Task requirements » Pull out every line with the word "serde" from the entries below.

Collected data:
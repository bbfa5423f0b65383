use chrono::{DateTime, Utc};
use log::warn;
use rust_decimal::{Decimal, RoundingStrategy};
use rust_decimal_macros::dec;
use serde::{Deserialize, Serialize};

use folio_market_data::{QuoteFields, QuoteRecord};

use crate::constants::{PERCENT_DECIMAL_PRECISION, ZERO_PERCENT};
use crate::holdings::{sector_label_or_default, Holding};
use crate::utils::decimal_utils::checked_scaled_sum;

/// A holding joined with its live quote and the figures derived from it.
///
/// `investment` is always present. `present_value`, `gain_loss` and
/// `gain_loss_pct` are present exactly when a price was obtained.
#[derive(Serialize, Deserialize, Debug, Clone, PartialEq)]
#[serde(rename_all = "camelCase")]
pub struct EnrichedHolding {
    pub symbol: String,
    pub name: String,
    pub purchase_price: Decimal,
    pub quantity: u64,
    pub exchange: Option<String>,
    pub sector: Option<String>,

    // Live quote
    pub price: Option<Decimal>,
    pub pe_ratio: Option<Decimal>,
    pub eps: Option<Decimal>,
    pub last_updated: Option<DateTime<Utc>>,

    // Derived
    pub investment: Decimal,
    pub present_value: Option<Decimal>,
    pub gain_loss: Option<Decimal>,
    pub gain_loss_pct: Option<Decimal>,
    pub portfolio_percent: String,

    #[serde(default, skip_serializing_if = "Option::is_none")]
    pub error: Option<String>,
}

impl EnrichedHolding {
    /// Merge the records of every source queried for `holding`.
    ///
    /// Records are applied in order; a later record only fills fields the
    /// earlier ones left absent. The portfolio weight is left at "0.00" until
    /// [`apply_portfolio_weights`] runs over the whole list.
    pub fn from_quotes(holding: Holding, records: &[QuoteRecord]) -> Self {
        let mut fields = QuoteFields::default();
        for record in records {
            fields.fill_missing(&record.fields);
        }

        let last_updated = records
            .iter()
            .find(|r| r.fields.price.is_some())
            .map(|r| r.timestamp);

        let errors: Vec<String> = records
            .iter()
            .filter_map(|r| r.error.as_ref().map(|e| format!("{}: {}", r.source, e)))
            .collect();
        let error = if errors.is_empty() {
            None
        } else {
            Some(errors.join("; "))
        };

        Self::new(holding, fields, last_updated, error)
    }

    pub fn new(
        holding: Holding,
        mut fields: QuoteFields,
        last_updated: Option<DateTime<Utc>>,
        mut error: Option<String>,
    ) -> Self {
        let investment = holding.investment();
        let live = fields.price.and_then(|price| {
            let live = LiveValues::compute(price, holding.quantity, investment);
            if live.is_none() {
                warn!(
                    "Discarding price {} for {}: value of {} units is not representable",
                    price, holding.symbol, holding.quantity
                );
                let message = format!("price {} overflows present value", price);
                error = Some(match error.take() {
                    Some(existing) => format!("{}; {}", existing, message),
                    None => message,
                });
            }
            live
        });
        if live.is_none() {
            fields.price = None;
        }
        let last_updated = fields.price.and(last_updated);

        Self {
            exchange: fields.exchange.or(holding.exchange),
            symbol: holding.symbol,
            name: holding.name,
            purchase_price: holding.purchase_price,
            quantity: holding.quantity,
            sector: holding.sector,
            price: fields.price,
            pe_ratio: fields.pe_ratio,
            eps: fields.eps,
            last_updated,
            investment,
            present_value: live.map(|l| l.present_value),
            gain_loss: live.map(|l| l.gain_loss),
            gain_loss_pct: live.map(|l| l.gain_loss_pct),
            portfolio_percent: ZERO_PERCENT.to_string(),
            error,
        }
    }

    /// Sector used for grouping. Blank or missing sectors fall into "Others".
    pub fn sector_label(&self) -> &str {
        sector_label_or_default(self.sector.as_deref())
    }
}

/// Figures derived from a live price. All present or none.
#[derive(Clone, Copy)]
struct LiveValues {
    present_value: Decimal,
    gain_loss: Decimal,
    gain_loss_pct: Decimal,
}

impl LiveValues {
    /// `None` when any figure does not fit a `Decimal`.
    fn compute(price: Decimal, quantity: u64, investment: Decimal) -> Option<Self> {
        let present_value = price.checked_mul(Decimal::from(quantity))?;
        let gain_loss = present_value.checked_sub(investment)?;
        let gain_loss_pct = if investment.is_zero() {
            Decimal::ZERO
        } else {
            gain_loss
                .checked_div(investment)?
                .checked_mul(dec!(100))?
                .round_dp_with_strategy(2, RoundingStrategy::MidpointAwayFromZero)
        };
        Some(Self {
            present_value,
            gain_loss,
            gain_loss_pct,
        })
    }
}

/// Set every holding's portfolio weight from the total present value.
///
/// Must only run once every holding in `holdings` has its quotes; a weight
/// depends on the whole list. When the plain total overflows, every value is
/// scaled down before summing, which leaves the shares unchanged.
pub fn apply_portfolio_weights(holdings: &mut [EnrichedHolding]) {
    let values: Vec<Decimal> = holdings.iter().filter_map(|h| h.present_value).collect();
    let scaled_total = checked_scaled_sum(&values, Decimal::ONE)
        .map(|total| (Decimal::ONE, total))
        .or_else(|| {
            let scale = Decimal::from(values.len()) + Decimal::ONE;
            checked_scaled_sum(&values, scale).map(|total| (scale, total))
        });
    if scaled_total.is_none() {
        warn!("Total present value is not representable, reporting 0.00 weights");
    }

    for holding in holdings.iter_mut() {
        holding.portfolio_percent = match (holding.present_value, scaled_total) {
            (Some(value), Some((scale, total))) if !total.is_zero() => {
                share_percent(value, scale, total)
                    .map(format_percent)
                    .unwrap_or_else(|| ZERO_PERCENT.to_string())
            }
            _ => ZERO_PERCENT.to_string(),
        };
    }
}

fn share_percent(value: Decimal, scale: Decimal, total: Decimal) -> Option<Decimal> {
    value
        .checked_div(scale)?
        .checked_div(total)?
        .checked_mul(dec!(100))
}

fn format_percent(value: Decimal) -> String {
    let mut rounded = value.round_dp_with_strategy(
        PERCENT_DECIMAL_PRECISION,
        RoundingStrategy::MidpointAwayFromZero,
    );
    rounded.rescale(PERCENT_DECIMAL_PRECISION);
    rounded.to_string()
}
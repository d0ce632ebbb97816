pub mod array;
pub mod local;
pub mod lsf;
pub mod sge;

#[rustfmt::skip]
pub use self::{
    local::LocalScheduler,
    lsf::LsfClient,
    sge::SgeClient,
};
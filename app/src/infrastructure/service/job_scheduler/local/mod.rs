pub mod local_client;

#[rustfmt::skip]
pub use self::local_client::{CheckSuccess, LocalPool, LocalScheduler};
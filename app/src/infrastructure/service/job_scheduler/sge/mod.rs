pub mod models;
pub mod sge_client;

#[rustfmt::skip]
pub use self::sge_client::SgeClient;
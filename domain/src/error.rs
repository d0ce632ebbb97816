use thiserror::Error;

/// Errors surfaced by the dispatch layer.
///
/// Absence of a job is deliberately not represented here: a status query for
/// a job the backend no longer knows returns an empty map instead.
#[derive(Debug, Error)]
pub enum DispatchError {
    #[error("invalid argument: {0}")]
    InvalidArgument(String),

    /// A spawned process exited non-zero without `permit_nonzero`.
    #[error("execution of '{command}' exited with non-zero return code ({code}): {output}")]
    Execution {
        command: String,
        code: i32,
        output: String,
    },

    /// The child was terminated because the caller was interrupted.
    #[error("execution of '{0}' was interrupted")]
    Interrupted(String),

    /// A scheduler client replied with text we cannot make sense of.
    #[error("unexpected scheduler output: {0}")]
    UnexpectedOutput(String),

    #[error(transparent)]
    Io(#[from] std::io::Error),
}

pub type Result<T> = std::result::Result<T, DispatchError>;
use domain::error::{DispatchError, Result};
use domain::model::StatusMap;
use regex::Regex;

/// Extract the native job id from a `qsub` acknowledgement.
///
/// Plain replies read `Your job 1071077 ("name") has been submitted`; array
/// replies carry the task range after a dot, as in
/// `Your job-array 1071078.1-5:1 ("name") has been submitted`. Positional,
/// tied to the qsub client's reply format.
pub fn parse_job_id(stdout: &str, array: bool) -> Result<String> {
    let token = stdout.split_whitespace().nth(2).ok_or_else(|| {
        DispatchError::UnexpectedOutput(format!("no job id in qsub reply: {stdout}"))
    })?;
    let id = if array {
        token.split('.').next().unwrap_or(token)
    } else {
        token
    };
    Ok(id.to_owned())
}

/// Parse `qstat -j` output into its raw field map.
///
/// Returns the empty map as soon as the "jobs do not exist" marker shows up.
/// Decorative separator lines (runs of `=`) and blanks are skipped; the rest
/// split once on the first colon-plus-whitespace into key and value.
pub fn parse_status(stdout: &str) -> StatusMap {
    let line_split = Regex::new(r":\s+").unwrap();
    let mut data = StatusMap::new();
    for line in stdout.lines() {
        let line = line.trim();
        if line.contains("jobs do not exist") {
            return StatusMap::new();
        }
        if line.is_empty() || line.contains(&"=".repeat(30)) {
            continue;
        }
        let mut kv = line_split.splitn(line, 2);
        if let (Some(key), Some(value)) = (kv.next(), kv.next()) {
            data.insert(key.to_owned(), value.to_owned());
        }
    }
    data
}
mod config;
mod infrastructure;

use std::path::PathBuf;
use std::sync::Arc;
use std::time::Duration;

use ::config::{Config, Environment, File};
use anyhow::Context;
use domain::model::{SchedulerKind, Submission};
use domain::service::JobScheduler;
use service::Job;

use self::config::DispatchConfig;
use self::infrastructure::service::job_scheduler::{array, LocalScheduler, LsfClient, SgeClient};

#[tokio::main]
async fn main() -> anyhow::Result<()> {
    let config = Config::builder()
        .add_source(File::with_name("dispatch").required(false))
        .add_source(Environment::with_prefix("DISPATCH").separator("__"))
        .build()
        .with_context(|| "Failed to build config")?;
    let config: DispatchConfig = config.try_deserialize()?;

    tracing_subscriber::fmt()
        .with_env_filter(tracing_subscriber::EnvFilter::from_default_env())
        .init();

    let scripts: Vec<PathBuf> = std::env::args().skip(1).map(PathBuf::from).collect();
    if scripts.is_empty() {
        anyhow::bail!("no scripts given");
    }
    let array_job = scripts.len() > 1;

    let scheduler: Arc<dyn JobScheduler> = match config.scheduler.kind {
        SchedulerKind::Local => Arc::new(LocalScheduler::new(&config.scheduler)),
        SchedulerKind::Sge => Arc::new(SgeClient::new(&config.scheduler)),
        SchedulerKind::Lsf => Arc::new(LsfClient::new(&config.scheduler)),
    };

    let mut job = Job::new(scheduler);
    job.submit(Submission::builder().command(scripts).build()).await?;
    tracing::info!(id = job.id(), kind = %config.scheduler.kind, "job submitted");

    job.wait(None, Duration::from_secs(config.poll_interval), None).await?;

    // Grid jobs left to the scheduler's own array logging still need their
    // per-task logs matched back to the scripts.
    if array_job
        && !config.scheduler.redirect_task_logs
        && config.scheduler.kind != SchedulerKind::Local
    {
        let directory = std::env::current_dir()?;
        if let Some(manifest) = array::latest_manifest(&directory)? {
            array::rename_array_logs(&manifest, &directory)?;
        }
    }
    tracing::info!("job finished");
    Ok(())
}
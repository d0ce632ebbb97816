pub mod exec;

pub use self::exec::Exec;
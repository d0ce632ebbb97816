pub mod lsf_client;
pub mod models;

#[rustfmt::skip]
pub use self::lsf_client::LsfClient;
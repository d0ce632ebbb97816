use std::io;
use std::path::{Path, PathBuf};
use std::sync::atomic::{AtomicBool, Ordering};
use std::sync::Arc;
use std::time::Duration;

use domain::error::{DispatchError, Result};
use domain::model::{StatusMap, Submission};
use domain::service::JobScheduler;
use typed_builder::TypedBuilder;
use uuid::Uuid;

use crate::config::SchedulerConfig;
use crate::infrastructure::command::Exec;

/// Predicate deciding whether a finished script satisfied the caller.
pub type CheckSuccess = Arc<dyn Fn(&Path) -> bool + Send + Sync>;

/// A bounded pool of workers draining a shared queue of scripts.
///
/// Once any script satisfies `check_success`, the remaining queue is drained
/// without execution; scripts already in flight are not preempted.
#[derive(TypedBuilder)]
pub struct LocalPool {
    pub scripts: Vec<PathBuf>,

    #[builder(default, setter(strip_option))]
    pub check_success: Option<CheckSuccess>,

    #[builder(default)]
    pub directory: Option<PathBuf>,

    #[builder(default = 1)]
    pub nproc: usize,

    #[builder(default)]
    pub permit_nonzero: bool,

    /// Bounds each worker join, not individual script runtime.
    #[builder(default, setter(strip_option))]
    pub timeout: Option<Duration>,
}

impl LocalPool {
    /// Run every queued script across `nproc` workers, blocking until the
    /// whole pool has drained.
    pub async fn run(self) -> Result<()> {
        let (tx, rx) = flume::unbounded();
        for script in self.scripts {
            let _ = tx.send(Some(script));
        }
        // One sentinel per worker so each sees the end of the queue.
        for _ in 0..self.nproc {
            let _ = tx.send(None);
        }
        drop(tx);

        let succeeded = Arc::new(AtomicBool::new(false));
        let mut workers = Vec::with_capacity(self.nproc);
        for n in 0..self.nproc {
            workers.push(tokio::spawn(worker(
                n,
                rx.clone(),
                Arc::clone(&succeeded),
                self.check_success.clone(),
                self.directory.clone(),
                self.permit_nonzero,
            )));
        }
        drop(rx);

        for handle in workers {
            let joined = match self.timeout {
                Some(limit) => tokio::time::timeout(limit, handle).await.map_err(|_| {
                    DispatchError::Io(io::Error::new(
                        io::ErrorKind::TimedOut,
                        "worker did not finish in time",
                    ))
                })?,
                None => handle.await,
            };
            joined.map_err(|e| DispatchError::Io(io::Error::other(e)))?;
        }
        Ok(())
    }
}

async fn worker(
    n: usize,
    queue: flume::Receiver<Option<PathBuf>>,
    succeeded: Arc<AtomicBool>,
    check_success: Option<CheckSuccess>,
    directory: Option<PathBuf>,
    permit_nonzero: bool,
) {
    while let Ok(item) = queue.recv_async().await {
        let Some(script) = item else {
            break;
        };
        if succeeded.load(Ordering::SeqCst) {
            tracing::debug!(worker = n, "draining {} from the queue", script.display());
            continue;
        }
        tracing::debug!(worker = n, "running {}", script.display());
        let exec = Exec::builder()
            .argv(vec![script.display().to_string()])
            .directory(directory.clone())
            .permit_nonzero(permit_nonzero)
            .build();
        let stdout = match exec.run().await {
            Ok(stdout) => stdout,
            // A failing script is fatal for the job, not for the pool.
            Err(DispatchError::Execution { code, output, .. }) => {
                tracing::error!(worker = n, code, "{} exited non-zero", script.display());
                output
            }
            Err(e) => {
                tracing::error!(worker = n, "{} could not run: {e}", script.display());
                continue;
            }
        };
        let log = script.with_extension("log");
        if let Err(e) = tokio::fs::write(&log, stdout).await {
            tracing::error!(worker = n, "cannot write {}: {e}", log.display());
        }
        if let Some(check) = &check_success {
            if check(&script) {
                tracing::debug!(worker = n, "{} satisfied the success check", script.display());
                succeeded.store(true, Ordering::SeqCst);
            }
        }
    }
}

/// Adapter exposing the pool through the uniform scheduler interface.
///
/// A submission runs to completion before the generated run token is
/// returned, so a token's status is always the empty map.
pub struct LocalScheduler {
    nproc: usize,
}

impl LocalScheduler {
    pub fn new(config: &SchedulerConfig) -> Self {
        Self { nproc: config.nproc }
    }
}

#[async_trait::async_trait]
impl JobScheduler for LocalScheduler {
    async fn submit(&self, submission: Submission) -> Result<String> {
        LocalPool::builder()
            .scripts(submission.command)
            .directory(submission.directory)
            .nproc(submission.nproc.unwrap_or(self.nproc).max(1))
            .permit_nonzero(submission.permit_nonzero)
            .build()
            .run()
            .await?;
        Ok(Uuid::new_v4().to_string())
    }

    async fn status(&self, _job_id: &str) -> Result<StatusMap> {
        Ok(StatusMap::new())
    }
}

#[cfg(test)]
mod tests {
    use super::*;

    use std::fs;
    use std::os::unix::fs::PermissionsExt;

    fn make_script(directory: &Path, index: usize, body: &str) -> PathBuf {
        let path = directory.join(format!("job{index}.sh"));
        fs::write(&path, format!("#!/bin/sh\n{body}\n")).unwrap();
        fs::set_permissions(&path, fs::Permissions::from_mode(0o755)).unwrap();
        path
    }

    #[tokio::test]
    async fn every_script_runs_and_leaves_a_log() {
        let tmp = tempfile::tempdir().unwrap();
        let jobs: Vec<PathBuf> = (0..4)
            .map(|i| make_script(tmp.path(), i, &format!("echo I am job: {i}")))
            .collect();

        LocalPool::builder()
            .scripts(jobs.clone())
            .nproc(2)
            .build()
            .run()
            .await
            .unwrap();

        for (i, job) in jobs.iter().enumerate() {
            let log = fs::read_to_string(job.with_extension("log")).unwrap();
            assert_eq!(format!("I am job: {i}"), log.trim());
        }
    }

    #[tokio::test]
    async fn single_worker_preserves_queue_order() {
        let tmp = tempfile::tempdir().unwrap();
        let marker = tmp.path().join("order.txt");
        let jobs: Vec<PathBuf> = (0..3)
            .map(|i| {
                make_script(tmp.path(), i, &format!("echo {i} >> {}", marker.display()))
            })
            .collect();

        LocalPool::builder().scripts(jobs).build().run().await.unwrap();

        let order = fs::read_to_string(&marker).unwrap();
        assert_eq!(vec!["0", "1", "2"], order.lines().collect::<Vec<_>>());
    }

    #[tokio::test]
    async fn a_failing_script_does_not_stop_the_pool() {
        let tmp = tempfile::tempdir().unwrap();
        let bad = make_script(tmp.path(), 0, "echo broken; exit 1");
        let good = make_script(tmp.path(), 1, "echo fine");

        LocalPool::builder()
            .scripts(vec![bad.clone(), good.clone()])
            .build()
            .run()
            .await
            .unwrap();

        assert_eq!("broken", fs::read_to_string(bad.with_extension("log")).unwrap().trim());
        assert_eq!("fine", fs::read_to_string(good.with_extension("log")).unwrap().trim());
    }

    #[tokio::test]
    async fn success_check_skips_the_remaining_queue() {
        let tmp = tempfile::tempdir().unwrap();
        let jobs: Vec<PathBuf> = (0..6)
            .map(|i| make_script(tmp.path(), i, &format!("sleep 0.2\necho I am job: {i}")))
            .collect();

        let check: CheckSuccess = Arc::new(|script: &Path| {
            script.file_name().is_some_and(|name| name == "job3.sh")
        });
        LocalPool::builder()
            .scripts(jobs.clone())
            .check_success(check)
            .nproc(2)
            .build()
            .run()
            .await
            .unwrap();

        for job in &jobs[..4] {
            assert!(job.with_extension("log").is_file(), "missing log for {}", job.display());
        }
        assert!(!jobs[5].with_extension("log").is_file());
    }

    #[tokio::test]
    async fn trait_submission_yields_a_run_token_and_an_empty_status() {
        let tmp = tempfile::tempdir().unwrap();
        let job = make_script(tmp.path(), 0, "echo done");
        let scheduler = LocalScheduler::new(&SchedulerConfig::default());

        let submission = Submission::builder().command(vec![job.clone()]).build();
        let token = scheduler.submit(submission).await.unwrap();

        assert!(!token.is_empty());
        assert!(scheduler.status(&token).await.unwrap().is_empty());
        assert!(job.with_extension("log").is_file());
    }
}
use std::env;

use domain::error::{DispatchError, Result};
use domain::model::{StatusMap, Submission};
use domain::service::{ControlOutcome, JobScheduler};

use super::models;
use crate::config::SchedulerConfig;
use crate::infrastructure::command::Exec;
use crate::infrastructure::service::job_scheduler::array;

/// Per-task index variable exported by LSF to array tasks.
const TASK_ENV: &str = "LSB_JOBINDEX";

/// Client for the Load Sharing Facility command-line tools.
///
/// Hold, release and alter have no counterparts here; those operations keep
/// the trait's unsupported outcome. A hold requested at submission is
/// realized by stopping the job right after its id is known.
pub struct LsfClient {
    queue: Option<String>,
    redirect_task_logs: bool,
}

impl LsfClient {
    pub fn new(config: &SchedulerConfig) -> Self {
        Self {
            queue: config.queue.clone(),
            redirect_task_logs: config.redirect_task_logs,
        }
    }

    fn bsub_argv(&self, submission: &Submission, array_size: Option<usize>) -> Vec<String> {
        let mut cmd = vec!["bsub".to_owned()];
        if let Some(directory) = &submission.directory {
            cmd.extend(["-cwd".to_owned(), directory.display().to_string()]);
        }
        if let Some(size) = array_size {
            // The array range rides on the job name; the dispatcher owns
            // per-task logging.
            let name = submission.name.as_deref().unwrap_or("array");
            cmd.extend(["-J".to_owned(), format!("{name}[1-{size}]%{size}")]);
            cmd.extend(["-o".to_owned(), "/dev/null".to_owned()]);
        } else {
            if let Some(log) = &submission.log {
                cmd.extend(["-o".to_owned(), log.display().to_string()]);
            }
            if let Some(name) = &submission.name {
                cmd.extend(["-J".to_owned(), name.clone()]);
            }
        }
        if !submission.deps.is_empty() {
            let expr = submission
                .deps
                .iter()
                .map(|dep| format!("done({dep})"))
                .collect::<Vec<_>>()
                .join(" && ");
            cmd.extend(["-w".to_owned(), expr]);
        }
        if let Some(threads) = submission.threads {
            cmd.extend(["-R".to_owned(), format!("span[ptile={threads}]")]);
        }
        if let Some(priority) = submission.priority {
            cmd.extend(["-sp".to_owned(), priority.to_string()]);
        }
        if let Some(queue) = submission.queue.as_ref().or(self.queue.as_ref()) {
            cmd.extend(["-q".to_owned(), queue.clone()]);
        }
        if let Some(runtime) = submission.runtime {
            cmd.extend(["-W".to_owned(), runtime.to_string()]);
        }
        cmd
    }
}

#[async_trait::async_trait]
impl JobScheduler for LsfClient {
    async fn submit(&self, mut submission: Submission) -> Result<String> {
        let array_size = (submission.command.len() > 1).then_some(submission.command.len());
        if array_size.is_some() {
            let directory = match submission.directory.clone() {
                Some(directory) => directory,
                None => env::current_dir()?,
            };
            let artifacts = array::prep_array(
                &submission.command,
                &directory,
                TASK_ENV,
                self.redirect_task_logs,
            )?;
            tracing::debug!("array dispatcher written to {}", artifacts.script.display());
            submission.command = vec![artifacts.script];
            submission.log = None;
        }
        let script = submission
            .command
            .first()
            .ok_or_else(|| DispatchError::InvalidArgument("no scripts to submit".to_owned()))?;
        // bsub takes the job script on stdin.
        let payload = tokio::fs::read_to_string(script).await?;

        let stdout = Exec::builder()
            .argv(self.bsub_argv(&submission, array_size))
            .directory(submission.directory.clone())
            .stdin(payload)
            .build()
            .run()
            .await?;
        let job_id = models::parse_job_id(&stdout)?;
        if submission.hold {
            Exec::builder()
                .argv(vec!["bstop".to_owned(), job_id.clone()])
                .build()
                .run()
                .await?;
            tracing::debug!(%job_id, "job stopped at submission");
        }
        tracing::debug!(%job_id, "job submitted to the LSF queue");
        Ok(job_id)
    }

    async fn status(&self, job_id: &str) -> Result<StatusMap> {
        let stdout = Exec::builder()
            .argv(vec!["bjobs".to_owned(), "-l".to_owned(), job_id.to_owned()])
            .permit_nonzero(true)
            .build()
            .run()
            .await?;
        Ok(models::parse_status(&stdout))
    }

    async fn kill(&self, job_id: &str) -> Result<ControlOutcome> {
        Exec::builder()
            .argv(vec!["bkill".to_owned(), job_id.to_owned()])
            .build()
            .run()
            .await?;
        tracing::debug!(job_id, "removed job from the queue");
        Ok(ControlOutcome::Applied)
    }
}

Result of the task »
use serde::{Deserialize, Serialize};
#[serde(rename_all = "camelCase")]
    #[serde(default, skip_serializing_if = "Option::is_none")]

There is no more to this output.